# Batch Processor

| Status                   |                       |
| ------------------------ | --------------------- |
| Stability                | traces [beta]         |
|                          | metrics [beta]        |
|                          | logs [beta]           |
| Supported pipeline types | traces, metrics, logs |
| Distributions            | [core], [contrib]     |

The batch processor accepts spans, metrics, or logs and places them into
batches. Batching helps better compress the data and reduce the number of
outgoing connections required to transmit the data. This processor supports
both size and time based batching.

It is highly recommended to configure the batch processor on every collector.
The batch processor should be defined in the pipeline after the `memory_limiter`
as well as any sampling processors. This is because batching should happen after
any data drops such as sampling.

Please refer to [config.go](./config.go) for the config spec.

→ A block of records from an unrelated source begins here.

use serde::{Deserialize, Serialize};
use sqlx::FromRow;
use time::OffsetDateTime;
use uuid::Uuid;

/// One completed purchase granting `user_id` access to `course_id`.
#[derive(Debug, Clone, Serialize, Deserialize, FromRow)]
pub struct Purchase {
    pub id: Uuid,
    pub user_id: Uuid,
    pub course_id: String,
    pub course_name: String,  // copied at purchase time
    pub course_image: String, // copied at purchase time
    pub amount: f64,          // major currency units
    pub gateway_order_id: String,
    pub gateway_payment_id: String,
    #[serde(with = "time::serde::rfc3339")]
    pub purchased_at: OffsetDateTime,
}

#[derive(Debug, Clone)]
pub struct NewPurchase {
    pub user_id: Uuid,
    pub course_id: String,
    pub course_name: String,
    pub course_image: String,
    pub amount: f64,
    pub gateway_order_id: String,
    pub gateway_payment_id: String,
}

The following configuration options can be modified:
- `send_batch_size` (default = 8192): Number of spans, metric data points, or log
records after which a batch will be sent regardless of the timeout. `send_batch_size`
acts as a trigger and does not affect the size of the batch. If you need to
enforce batch size limits sent to the next component in the pipeline
see `send_batch_max_size`.
- `timeout` (default = 200ms): Time duration after which a batch will
be sent regardless of size.  If set to zero, `send_batch_size` is
ignored as data will be sent immediately, subject to only `send_batch_max_size`.
- `send_batch_max_size` (default = 0): The upper limit of the batch size.
  `0` means no upper limit of the batch size.
  This property ensures that larger batches are split into smaller units.
  It must be greater than or equal to `send_batch_size`.
- `metadata_keys` (default = empty): When set, this processor will
  create one batcher instance per distinct combination of values in
  the `client.Metadata`.
- `metadata_cardinality_limit` (default = 1000): When `metadata_keys` is 
  not empty, this setting limits the number of unique combinations of 
  metadata key values that will be processed over the lifetime of the
  process.

See notes about metadata batching below.

Examples:

This configuration contains one default batch processor and a second
with custom settings.  The `batch/2` processor will buffer up to 10000
spans, metric data points, or log records for up to 10 seconds without
splitting data items to enforce a maximum batch size.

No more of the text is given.